On the way back to Alice Springs, you will come across a magnificent salt lake, Lake Amadeus, in the middle of the desert. As fate would have it, I coincidentally bumped into an old friend at the picnic area here. Sometimes, it feels like a very small world, despite the fact that this landscape is so overbearingly HUGE!
The Camel Cup Arena
Alice Springs is famous for its Camel Cup, a camel race held each year in the middle of the desert! Whilst I was not there for the event itself, I was lucky enough to pay $5 for a short ride on a camel. I went galloping up and down the paddock, feeling like a sack of potatoes, but it was great fun! Later, I checked out the memorabilia, trophies and information inside. Did you know that the first camel in Australia was imported from the Canary Islands in 1840 by a man named Horrick? The next batch were imported for the Burke and Wills expedition and later, these animals were used to help in the construction of the Overland Telegraph Line, as they were much better suited to work in the desert than horses. These days, a lot of camels run wild in central Australia, though obviously there are still plenty of camel farms and, it seems, racing camels!

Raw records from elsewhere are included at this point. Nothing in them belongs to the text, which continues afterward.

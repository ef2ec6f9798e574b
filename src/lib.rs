#![allow(clippy::missing_errors_doc)] // Allow public functions without # Errors sections
#![allow(clippy::must_use_candidate)] // Allow methods without must_use when context is clear

//! # Batch Core
//!
//! Batch record-processing engine for serverless functions invoked with a
//! batch of queue or stream records.
//!
//! ## Overview
//!
//! The engine runs a user-supplied handler once per record, isolates
//! per-record failures and reports back exactly which records must be
//! redelivered, in the partial batch failure format the platform understands.
//! Sources that guarantee ordering (FIFO queues, streams) stop at the first
//! failure so that redelivery preserves order.
//!
//! ## Module Organization
//!
//! - [`models`] - Serde shapes of queue, stream and table change events
//! - [`extractor`] - Turns an event into ordered `(record id, record)` pairs
//! - [`processing`] - The engine, handlers, policies and results
//! - [`config`] - Environment driven configuration
//! - [`error`] - Structured error handling
//! - [`logging`] - Structured JSON logging
//!
//! ## Quick Start
//!
//! ```rust,no_run
//! use batch_core::extractor::SqsExtractor;
//! use batch_core::models::{SqsEvent, SqsMessage};
//! use batch_core::processing::{handler_fn, RecordContext, RecordHandlerResult};
//! use batch_core::{BatchConfig, BatchProcessor};
//! use std::sync::Arc;
//!
//! # async fn example(event: SqsEvent) -> Result<(), Box<dyn std::error::Error>> {
//! batch_core::logging::init_structured_logging();
//!
//! let config = BatchConfig::from_env()?;
//! let processor = BatchProcessor::from_config(SqsExtractor, &config);
//!
//! let handler = Arc::new(handler_fn(|message: SqsMessage, _ctx: RecordContext| async move {
//!     if message.body.is_empty() {
//!         anyhow::bail!("empty message body");
//!     }
//!     Ok(RecordHandlerResult::none())
//! }));
//!
//! let response = processor.process_to_response(&event, &handler).await?;
//! println!("{}", serde_json::to_string(&response)?);
//! # Ok(())
//! # }
//! ```

pub mod config;
pub mod constants;
pub mod error;
pub mod extractor;
pub mod logging;
pub mod models;
pub mod processing;

pub use config::BatchConfig;
pub use error::{BatchError, Result};
pub use extractor::{BatchRecord, RecordExtractor};
pub use processing::{
    AggregateProcessingError, BatchProcessor, ErrorHandlingPolicy, PartialFailureResponse,
    ProcessingOptions, ProcessingResult, RecordContext, RecordError, RecordHandler,
    RecordHandlerResult,
};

When you return to Alice Springs, be sure to check out the unexpectedly vibrant night life. A night out here in central Australia can turn a bit rough and tumble, as you can see by the beverages they serve in the local pub, but with a good live band and some friends, it all adds to the adventure. Just watch your back as you’re walking home at night.
Have you been to Central Australia? What were your highlights? Are there any attractions I’ve yet to explore?